The player will never know that the rendering is ever so slightly behind the physics, because the player will only know what they see, and what they’ll see is perfectly smooth transitions from one frame to another.
You may be wondering, “why don’t we interpolate from the current position to the next?”. I tried this and it requires the rendering to “guess” where objects are going to be in the future. Often, objects in a physics engine make sudden changes in movement, such as during collision, and when such a sudden movement change is made, objects will teleport around due to inaccurate interpolations into the future.
Modular Design
There are a few things every physics object is going to need. However, the specific things each physics object needs may change slightly from object to object. A clever way to organize all this data is required, and it would be assumed that the lesser amount of code to write to achieve such organization is desired. In this case some modular design would be of good use.
Modular design probably sounds a little pretentious or over-complicated, but it does make sense and is quite simple. In this context, “modular design” just means we want to break a physics object into separate pieces, so that we can connect or disconnect them however we see fit.
Bodies
A physics body is an object that contains all information about some given physics object. It will store the shape(s) that the object is represented by, mass data, transformation (position, rotation), velocity, torque, and so on. Here is what our body
ought to look like:
struct body { Shape *shape; Transform tx; Material material; MassData mass_data; Vec2 velocity; Vec2 force; real gravityScale; };
This is a great starting point for the design of a physics body structure. There are some intelligent decisions made here that tend towards strong code organization.

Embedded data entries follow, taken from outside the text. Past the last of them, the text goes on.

use anyhow::{Result, anyhow};
use chrono::{DateTime, Utc};
use rusqlite::{Connection, OptionalExtension};
use uuid::Uuid;

use parlor_types::{Chat, Message};

use crate::models::{ChatRow, MessageRow};
use crate::{ChatStore, SqliteStore};

impl ChatStore for SqliteStore {
    // -- Chats --

    fn create_chat(&self, chat: &Chat) -> Result<()> {
        self.with_conn(|conn| {
            conn.execute(
                "INSERT INTO chats (id, title, created_at, updated_at) VALUES (?1, ?2, ?3, ?4)",
                rusqlite::params![
                    chat.id.to_string(),
                    chat.title,
                    chat.created_at.timestamp_millis(),
                    chat.updated_at.timestamp_millis(),
                ],
            )?;
            Ok(())
        })
    }

    fn find_chat(&self, id: Uuid) -> Result<Option<Chat>> {
        self.with_conn(|conn| query_chat(conn, &id.to_string()))
    }

    fn list_chats(&self) -> Result<Vec<Chat>> {
        self.with_conn(|conn| {
            let mut stmt = conn.prepare(
                "SELECT id, title, created_at, updated_at FROM chats
                 ORDER BY updated_at DESC, rowid ASC",
            )?;

            let rows = stmt
                .query_map([], chat_row)?
                .collect::<std::result::Result<Vec<_>, _>>()?;

            rows.into_iter().map(Chat::try_from).collect()
        })
    }

    fn touch_chat(&self, id: Uuid, at: DateTime<Utc>) -> Result<Chat> {
        self.with_conn(|conn| {
            let id = id.to_string();
            let changed = conn.execute(
                "UPDATE chats SET updated_at = MAX(updated_at, ?2) WHERE id = ?1",
                rusqlite::params![id, at.timestamp_millis()],
            )?;
            if changed == 0 {
                return Err(anyhow!("Chat not found: {}", id));
            }

            query_chat(conn, &id)?.ok_or_else(|| anyhow!("Chat not found: {}", id))
        })
    }

    // -- Messages --

    fn append_message(&self, message: &Message) -> Result<()> {
        self.with_conn(|conn| {
            conn.execute(
                "INSERT INTO messages (id, chat_id, role, content, timestamp) VALUES (?1, ?2, ?3, ?4, ?5)",
                rusqlite::params![
                    message.id.to_string(),
                    message.chat_id.to_string(),
                    message.role.as_str(),
                    message.content,
                    message.timestamp.timestamp_millis(),
                ],
            )?;
            Ok(())
        })
    }

    fn messages_for(&self, chat_id: Uuid) -> Result<Vec<Message>> {
        self.with_conn(|conn| {
            let mut stmt = conn.prepare(
                "SELECT id, chat_id, role, content, timestamp FROM messages
                 WHERE chat_id = ?1
                 ORDER BY rowid ASC",
            )?;

            let rows = stmt
                .query_map([chat_id.to_string()], |row| {
                    Ok(MessageRow {
                        id: row.get(0)?,
                        chat_id: row.get(1)?,
                        role: row.get(2)?,
                        content: row.get(3)?,
                        timestamp: row.get(4)?,
                    })
                })?
                .collect::<std::result::Result<Vec<_>, _>>()?;

            rows.into_iter().map(Message::try_from).collect()
        })
    }
}

fn chat_row(row: &rusqlite::Row<'_>) -> rusqlite::Result<ChatRow> {
    Ok(ChatRow {
        id: row.get(0)?,
        title: row.get(1)?,
        created_at: row.get(2)?,
        updated_at: row.get(3)?,
    })
}

fn query_chat(conn: &Connection, id: &str) -> Result<Option<Chat>> {
    let row = conn
        .query_row(
            "SELECT id, title, created_at, updated_at FROM chats WHERE id = ?1",
            [id],
            chat_row,
        )
        .optional()?;

    row.map(Chat::try_from).transpose()
}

The first thing to notice is that a shape is contained within the body by means of a pointer. This represents a loose relationship between the body and its shape. A body can contain any shape, and the shape of a body can be swapped around at will. In fact, a body can be represented by multiple shapes, and such a body would be known as a “composite”, as it would be composed of multiple shapes. (I’m not going to cover composites in this tutorial.)
The shape
itself is responsible for computing bounding shapes, calculating mass based on density, and rendering.
The mass_data
is a small data structure to contain mass-related information:
struct MassData { float mass; float inv_mass; // For rotations (not covered in this article) float inertia; float inverse_inertia; };
It is nice to store all mass- and intertia-related values in a single structure. The mass should never be set by hand – mass should always be calculated by the shape itself. Mass is a rather unintuitive type of value, and setting it by hand will take a lot of tweaking time. It’s defined as:
\[ Equation 3:\\Mass = density * volume\]
Whenever a designer wants a shape to be more “massive” or “heavy”, they should modify the density of a shape. This density can be used to calculate the mass of a shape given its volume. This is the proper way to go about the situation, as density is not affected by volume and will never change during the runtime of the game (unless specifically supported with special code).

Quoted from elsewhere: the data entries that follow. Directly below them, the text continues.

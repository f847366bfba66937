use axum::{
    Json,
    extract::{Path, State},
};
use uuid::Uuid;

use parlor_types::Chat;
use parlor_types::api::ChatDetail;

use crate::error::ApiError;
use crate::state::{AppState, blocking};

/// `GET /api/chats`: most recently updated first.
pub async fn list_chats(State(state): State<AppState>) -> Result<Json<Vec<Chat>>, ApiError> {
    let chats = blocking(move || state.store.list_chats()).await?;
    Ok(Json(chats))
}

/// `GET /api/chats/{chat_id}`. Ids that do not parse were never issued, so
/// they get the same 404 as unknown ones.
pub async fn get_chat(
    State(state): State<AppState>,
    Path(chat_id): Path<String>,
) -> Result<Json<ChatDetail>, ApiError> {
    let not_found = || ApiError::NotFound("Chat not found".to_string());
    let chat_id: Uuid = chat_id.parse().map_err(|_| not_found())?;

    let detail = blocking(move || {
        let Some(chat) = state.store.find_chat(chat_id)? else {
            return Ok(None);
        };
        let messages = state.store.messages_for(chat_id)?;
        Ok(Some(ChatDetail { chat, messages }))
    })
    .await?;

    detail.map(Json).ok_or_else(not_found)
}
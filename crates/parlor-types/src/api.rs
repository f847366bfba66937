use serde::{Deserialize, Serialize};

use crate::models::{Chat, Message};

// -- Exchange --

/// Body of `POST /api/chat`. `chat_id` stays a plain string: an id the
/// server does not recognise simply opens a new chat.
#[derive(Debug, Clone, Serialize, Deserialize)]
#[serde(rename_all = "camelCase")]
pub struct SendMessageRequest {
    pub message: String,
    #[serde(default, skip_serializing_if = "Option::is_none")]
    pub chat_id: Option<String>,
    /// Prior turns, accepted as-is and never inspected by the server.
    #[serde(default, skip_serializing_if = "Option::is_none")]
    pub history: Option<Vec<serde_json::Value>>,
}

#[derive(Debug, Clone, Serialize, Deserialize)]
pub struct SendMessageResponse {
    pub chat: Chat,
    /// Always the user message followed by the assistant reply.
    pub messages: Vec<Message>,
}

// -- Chats --

#[derive(Debug, Clone, Serialize, Deserialize)]
pub struct ChatDetail {
    pub chat: Chat,
    pub messages: Vec<Message>,
}

// -- Errors --

#[derive(Debug, Clone, Serialize, Deserialize)]
pub struct ErrorBody {
    pub error: String,
}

Some examples of shapes such as AABBs and Circles can be found in the previous tutorial in this series.
Materials
All this talk of mass and density leads to the question: Where does the density value lay? It resides within the Material
structure:
struct Material { float density; float restitution; };
Once the values of the material are set, this material can be passed to the shape of a body so that the body can calculate the mass.

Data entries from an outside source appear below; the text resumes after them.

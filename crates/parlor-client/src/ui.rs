//! Terminal presentation. Everything here is a pure function of
//! [`ChatState`]; no chat logic lives in this module.

use chrono::{DateTime, Utc};

use parlor_types::{Chat, Message, Role};

use crate::controller::ChatState;

pub const USER_ICON: &str = "🧑";
pub const BOT_ICON: &str = "🤖";

/// The input box stops growing past this many rows.
pub const MAX_ROWS: usize = 8;

const MIN_BUBBLE: usize = 16;

// -- Messages --

/// User bubbles sit on the right with the icon after them, assistant
/// bubbles on the left with the icon before them.
pub fn render_message(message: &Message, width: usize) -> String {
    let bubble = (width * 7 / 10).max(MIN_BUBBLE);
    let icon = match message.role {
        Role::User => USER_ICON,
        Role::Assistant => BOT_ICON,
    };

    wrap(&message.content, bubble)
        .iter()
        .enumerate()
        .map(|(i, line)| {
            // Continuation lines get blank space where the icon was
            let icon = if i == 0 { icon } else { "  " };
            match message.role {
                Role::User => {
                    let pad = width.saturating_sub(line.chars().count() + 3);
                    format!("{}{} {}", " ".repeat(pad), line, icon)
                }
                Role::Assistant => format!("{} {}", icon, line),
            }
        })
        .collect::<Vec<_>>()
        .join("\n")
}

/// Greedy word wrap; words longer than `width` are split.
fn wrap(text: &str, width: usize) -> Vec<String> {
    let width = width.max(1);
    let mut lines = Vec::new();

    for paragraph in text.split('\n') {
        let mut line = String::new();
        for word in paragraph.split_whitespace() {
            let mut word: Vec<char> = word.chars().collect();
            while word.len() > width {
                if !line.is_empty() {
                    lines.push(std::mem::take(&mut line));
                }
                lines.push(word.drain(..width).collect());
            }

            let len = line.chars().count();
            if len > 0 && len + 1 + word.len() > width {
                lines.push(std::mem::take(&mut line));
            }
            if !line.is_empty() {
                line.push(' ');
            }
            line.extend(word);
        }
        lines.push(line);
    }

    lines
}

pub fn render_conversation(state: &ChatState, width: usize) -> String {
    let mut blocks: Vec<String> = match &state.current {
        Some(thread) if !thread.messages.is_empty() => thread
            .messages
            .iter()
            .map(|m| render_message(m, width))
            .collect(),
        _ => vec![
            "Welcome to AI Chat".to_string(),
            "Start a conversation with the AI assistant. Ask anything you'd like to know.".to_string(),
        ],
    };

    if state.loading {
        blocks.push(format!("{} Thinking...", BOT_ICON));
    }

    blocks.join("\n\n")
}

// -- Sidebar --

pub fn render_sidebar(state: &ChatState, now: DateTime<Utc>) -> String {
    let mut out = String::from("Recent Chats\n");

    if state.chats.is_empty() {
        out.push_str("  No chats yet");
        return out;
    }

    let current = state.current.as_ref().map(|t| t.chat.id);
    let rows: Vec<String> = state
        .chats
        .iter()
        .enumerate()
        .map(|(i, chat)| sidebar_row(i + 1, chat, Some(chat.id) == current, now))
        .collect();
    out.push_str(&rows.join("\n"));
    out
}

fn sidebar_row(position: usize, chat: &Chat, selected: bool, now: DateTime<Utc>) -> String {
    let marker = if selected { '>' } else { ' ' };
    format!(
        "{} {}. {} ({})",
        marker,
        position,
        chat.title,
        relative_time(chat.updated_at, now)
    )
}

/// Human distance between two instants with an "ago"/"in" suffix, using the
/// same buckets as date-fns `formatDistanceToNow`.
pub fn relative_time(then: DateTime<Utc>, now: DateTime<Utc>) -> String {
    let seconds = (now - then).num_seconds();
    let distance = distance_in_words(seconds.unsigned_abs());
    if seconds < 0 {
        format!("in {}", distance)
    } else {
        format!("{} ago", distance)
    }
}

fn distance_in_words(seconds: u64) -> String {
    const HOUR: u64 = 60;
    const DAY: u64 = 1_440;
    const MONTH: u64 = 43_200;

    let minutes = (seconds + 30) / 60;
    match minutes {
        0 => "less than a minute".to_string(),
        1 => "1 minute".to_string(),
        m if m < 45 => format!("{} minutes", m),
        m if m < 90 => "about 1 hour".to_string(),
        m if m < DAY => format!("about {} hours", (m + HOUR / 2) / HOUR),
        m if m < 2_520 => "1 day".to_string(),
        m if m < MONTH => format!("{} days", (m + DAY / 2) / DAY),
        m if m < 2 * MONTH => match (m + MONTH / 2) / MONTH {
            1 => "about 1 month".to_string(),
            n => format!("about {} months", n),
        },
        m => {
            let months = m / MONTH;
            if months < 12 {
                return format!("{} months", ((m + MONTH / 2) / MONTH).max(2));
            }

            let years = months / 12;
            let plural = |n: u64| if n == 1 { "year" } else { "years" };
            match months % 12 {
                r if r < 3 => format!("about {} {}", years, plural(years)),
                r if r < 9 => format!("over {} {}", years, plural(years)),
                _ => format!("almost {} years", years + 1),
            }
        }
    }
}

// -- Screen --

pub fn render_screen(state: &ChatState, now: DateTime<Utc>, width: usize) -> String {
    let rule = "-".repeat(width);
    let mut out = vec![
        "AI Chat Interface".to_string(),
        rule.clone(),
        render_sidebar(state, now),
        rule.clone(),
        render_conversation(state, width),
        rule,
    ];
    if let Some(notice) = &state.notice {
        out.push(format!("! {}", notice));
    }
    out.join("\n")
}

// -- Input --

#[derive(Debug, Clone, Copy, PartialEq, Eq)]
pub enum Key {
    Char(char),
    Enter { shift: bool },
    Backspace,
}

#[derive(Debug, Clone, PartialEq, Eq)]
pub enum ComposerEvent {
    Edited,
    Submit(String),
    Ignored,
}

/// Auto-growing message input. Enter submits, Shift+Enter starts a new
/// line. Submitting is refused while disabled.
#[derive(Debug, Default)]
pub struct Composer {
    text: String,
    disabled: bool,
}

impl Composer {
    pub fn text(&self) -> &str {
        &self.text
    }

    pub fn set_disabled(&mut self, disabled: bool) {
        self.disabled = disabled;
    }

    pub fn can_submit(&self) -> bool {
        !self.disabled && !self.text.trim().is_empty()
    }

    /// Visible height in rows.
    pub fn rows(&self) -> usize {
        self.text.split('\n').count().clamp(1, MAX_ROWS)
    }

    pub fn handle_key(&mut self, key: Key) -> ComposerEvent {
        match key {
            Key::Char(c) => {
                self.text.push(c);
                ComposerEvent::Edited
            }
            Key::Backspace => match self.text.pop() {
                Some(_) => ComposerEvent::Edited,
                None => ComposerEvent::Ignored,
            },
            Key::Enter { shift: true } => {
                self.text.push('\n');
                ComposerEvent::Edited
            }
            Key::Enter { shift: false } if self.can_submit() => {
                ComposerEvent::Submit(std::mem::take(&mut self.text))
            }
            Key::Enter { shift: false } => ComposerEvent::Ignored,
        }
    }
}

/// Input prompt. Continuation lines show the row count, which stops at
/// [`MAX_ROWS`] like the input box.
pub fn render_prompt(composer: &Composer) -> String {
    if composer.disabled {
        return "(waiting) > ".to_string();
    }
    match composer.rows() {
        1 if composer.text.is_empty() => "> ".to_string(),
        1 => ". ".to_string(),
        rows => format!("{}/{} . ", rows, MAX_ROWS),
    }
}

/// Slash commands understood by the terminal client.
#[derive(Debug, Clone, Copy, PartialEq, Eq)]
pub enum Command {
    /// The "new chat" button.
    New,
    Chats,
    /// Open the n-th chat of the sidebar, counting from 1.
    Open(usize),
    Help,
    Quit,
}

impl Command {
    /// `None` means the line is message text, not a command.
    pub fn parse(line: &str) -> Option<Self> {
        let line = line.trim();
        let rest = line.strip_prefix('/')?;
        let mut parts = rest.split_whitespace();

        let command = match (parts.next(), parts.next()) {
            (Some("new"), None) => Self::New,
            (Some("chats"), None) => Self::Chats,
            (Some("open"), Some(n)) => match n.parse() {
                Ok(n) if n > 0 => Self::Open(n),
                _ => Self::Help,
            },
            (Some("quit" | "exit"), None) => Self::Quit,
            _ => Self::Help,
        };
        Some(command)
    }
}

pub const HELP: &str = "Commands: /new  /chats  /open <n>  /quit\nEnd a line with \\ to continue the message on the next line.";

The last thing worthy of mention is the gravity_scale
. Scaling gravity for different objects is so often required for tweaking gameplay that it is best to just include a value in each body specifically for this task.
Some useful material settings for common material types can be used to construct a Material
object from an enumeration value:
Rock Density : 0.6 Restitution : 0.1 Wood Density : 0.3 Restitution : 0.2 Metal Density : 1.2 Restitution : 0.05 BouncyBall Density : 0.3 Restitution : 0.8 SuperBall Density : 0.3 Restitution : 0.95 Pillow Density : 0.1 Restitution : 0.2 Static Density : 0.0 Restitution : 0.4
Forces
There is one more thing to talk about in the body
structure. There is a data member called force
. This value starts at zero at the beginning of each physics update. Other influences in the physics engine (such as gravity) will add Vec2
vectors into this force
data member. Just before integration all of this force will be used to calculate acceleration of the body, and be used during integration. After integration this force
data member is zeroed out.
This allows for any number of forces to act upon an object whenever they see fit, and no extra code will be required to be written when new types of forces are to be applied to objects.
Lets take an example. Say we have a small circle representing a very heavy object. This small circle is flying around in the game, and it is so heavy that it pulls other objects towards it ever so slightly. Here is some rough pseudocode to demonstrate this:
HeavyObject object for body in game do if(object.CloseEnoughTo( body ) object.ApplyForcePullOn( body )
The function ApplyForcePullOn()
could perhaps apply a small force to pull the body
towards the HeavyObject
, only if the body
is close enough.
It doesn’t matter how many forces are added to the force
of a body, as they will all add up to a single summed force vector for that body. This means that two forces acting upon the same body can potentially cancel each other out.
Broad Phase
In the previous article in this series collision detection routines were introduced. These routines were actually apart of what is known as the “narrow phase”. The differences between broad phase and narrow phase can be researched rather easily with a Google search.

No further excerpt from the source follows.